Were the old Nats really as much pleasure to follow as these Orioles?

The Orioles seem a particularly apt club for Washingtonians to study because they are so difficult to decipher and predict, a club full of nuances and shades and moods, a team that wins in mysterious half-realized ways. Washington likes to think itself subtle. Well, the Orioles are so subtle they confuse themselves. Seldom does an excellent team spend so much time scratching its own head.

For instance, for a team in a slump, the Orioles sure seem happy.

Nothing in the Orioles' season of improbabilities seems odder than a winning streak in the midst of a colossal team batting slump. Over the previous 19 games before last night's 9-0 win over Minnesota, the Orioles have batted .217 and scored a paltry 3.52 runs per game. Yet, the team had won nine of its previous 12.

If a team can rank second in the league in ERA (3.69) in a season when Jim Palmer has two victories, Dennis Martinez is 6-14, Mike Flanagan misses 15 starts and Tim Stoddard has a 5.68 ERA, then why can't it play .750 ball for two weeks while its bats are in the deep freeze?

Of all things in baseball, few are rarer than a team coming from behind to win after the seventh inning; statistics show that such rallies occur only 8 percent of the time. Yet, in the last month, the Orioles have won six such games (and 10 for the season).

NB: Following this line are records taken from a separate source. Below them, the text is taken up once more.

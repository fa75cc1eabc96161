//! Exponential backoff with jitter.

use std::time::Duration;

use rand::Rng;

use crate::config::RetryConfig;

/// Delay before retrying after `attempt` (1-based) failed, without jitter.
///
/// `min(initial_delay * multiplier^(attempt - 1), max_delay)`
pub fn base_delay(attempt: u32, config: &RetryConfig) -> Duration {
    if attempt == 0 {
        return Duration::ZERO;
    }
    let initial = config.initial_delay().as_secs_f64();
    let max = config.max_delay().as_secs_f64();
    let exponent = i32::try_from(attempt - 1).unwrap_or(i32::MAX);
    let exponential = initial * config.multiplier.powi(exponent);

    // powi overflows to inf for large attempts; min() still caps it.
    let capped = if exponential.is_finite() { exponential.min(max) } else { max };
    Duration::from_secs_f64(capped.max(0.0))
}

/// Calculate exponential backoff delay with jitter.
///
/// The capped delay `d` is shifted by a uniform offset in
/// `[-jitter * d, +jitter * d]`; a negative result falls back to the initial delay.
pub fn calculate_backoff(attempt: u32, config: &RetryConfig) -> Duration {
    let delay = base_delay(attempt, config);
    let jitter = config.jitter.clamp(0.0, 1.0);
    if jitter == 0.0 || delay.is_zero() {
        return delay;
    }

    let spread = delay.as_secs_f64() * jitter;
    let offset = rand::thread_rng().gen_range(-spread..=spread);
    let jittered = delay.as_secs_f64() + offset;
    if jittered < 0.0 {
        return config.initial_delay();
    }
    Duration::from_secs_f64(jittered)
}
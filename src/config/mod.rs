//! Configuration management subsystem.
//!
//! # Data Flow
//! ```text
//! config file (TOML)
//!     → loader.rs (parse & deserialize)
//!     → validation.rs (semantic checks)
//!     → GatewayConfig (validated, immutable)
//!     → presets handed explicitly to breakers, retries, limiter, caches
//! ```
//!
//! # Design Decisions
//! - Config is immutable once loaded; changes require a restart
//! - All fields have defaults to allow minimal configs
//! - Breaker and retry settings are named presets built once, never ad hoc
//! - Validation separates syntactic (serde) from semantic checks

pub mod loader;
pub mod schema;
pub mod validation;

pub use loader::{load_config, ConfigError};
pub use schema::{
    AdminConfig, BreakerPresets, CacheConfig, CircuitBreakerConfig, FetchMethod, GatewayConfig,
    ListenerConfig, LogFormat, ObservabilityConfig, PollerConfig, RateLimitConfig, ResponseType,
    RetryConfig, RetryPresets, ServiceConfig, StoreBackend, StoreConfig, TimeoutConfig,
    UpstreamConfig,
};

And that doesn't include The Wonder of Chicago a fortnight ago. That day, umpires called back an apparent two-run Carlton Fisk homer, ruling a fan had reached over the fence for his catch. An hour later, with the bases loaded with Chisox and nobody out in the ninth, Stoddard struck out Fisk and Tom Paciorek, then retired Greg Luzinski to save a 2-1 victory that seemed as incredible at the time as this week's dispensations from defeat.

"We're hitting terrible and we're winning," says Rich Dauer.

"What happens when we start playing well?" asks Jim Dwyer.

No Oriole knows the day when they can, once more, rely on muscle rather than magic for their wins. But they can't wait.

After all, during the last 20 games of July, the Orioles batted .308, slugged .501, scored 6.35 runs a game and won 16 of 20; so far in August, the same paradoxical lineup has batted .230, slugged .353 and scored 3.67 runs a game.

The Orioles' atrocious leadoff men, Al Bumbry and John Shelby, who have a pathetic .304 on-base percentage this year, have drawn four walks this month. These undisciplined cads have only 35 walks in 536 at bats, less than half the minimum requirement for their job.

For those who think they understand baseball, the Orioles are a walking slap in the face.

* They lead the majors in home runs, yet are ninth in the AL in runs.

* The Orioles, built for Memorial Stadium, have the best road record in the league; despite protests about Altobelli's lack of strategic finesse, they have the AL's best mark in one and two-run games: 31-24.

* The Orioles are weak against left-handed pitching, yet they have the best record against southpaws (19-16) of the five AL East contenders. Toronto, Milwaukee and New York are losers against lefties.

* Between Leo Hernandez and Todd Cruz the Orioles have made more errors at third than any team, but they lead the AL in fielding.

* The Orioles have three of the top six AL starters in ERA; that doesn't include resident Cy Young winners, Palmer or Flanagan.

For those fascinated by every twist of the long season, the next 10 days should be rich in possibilities. The last Orioles' batting tear, in July, coincided with a few days exposure to the pathetic pitching staff of the California Angels, plus a few days vacation against the arms that reside in Oakland and Seattle.

Before Baltimore returns to East play Sept. 5, the Orioles have six games against the Minnesota Twins, possessors of baseball's highest team ERA (4.77): last night the Orioles pounded the Twins' only outstanding pitcher, Ken Schrom. The Orioles have two games in K.C. against the No. 11 in ERA Royals and two games in Toronto against the Blue Jays' least impressive starters, Jim Gott and winless Doyle Alexander.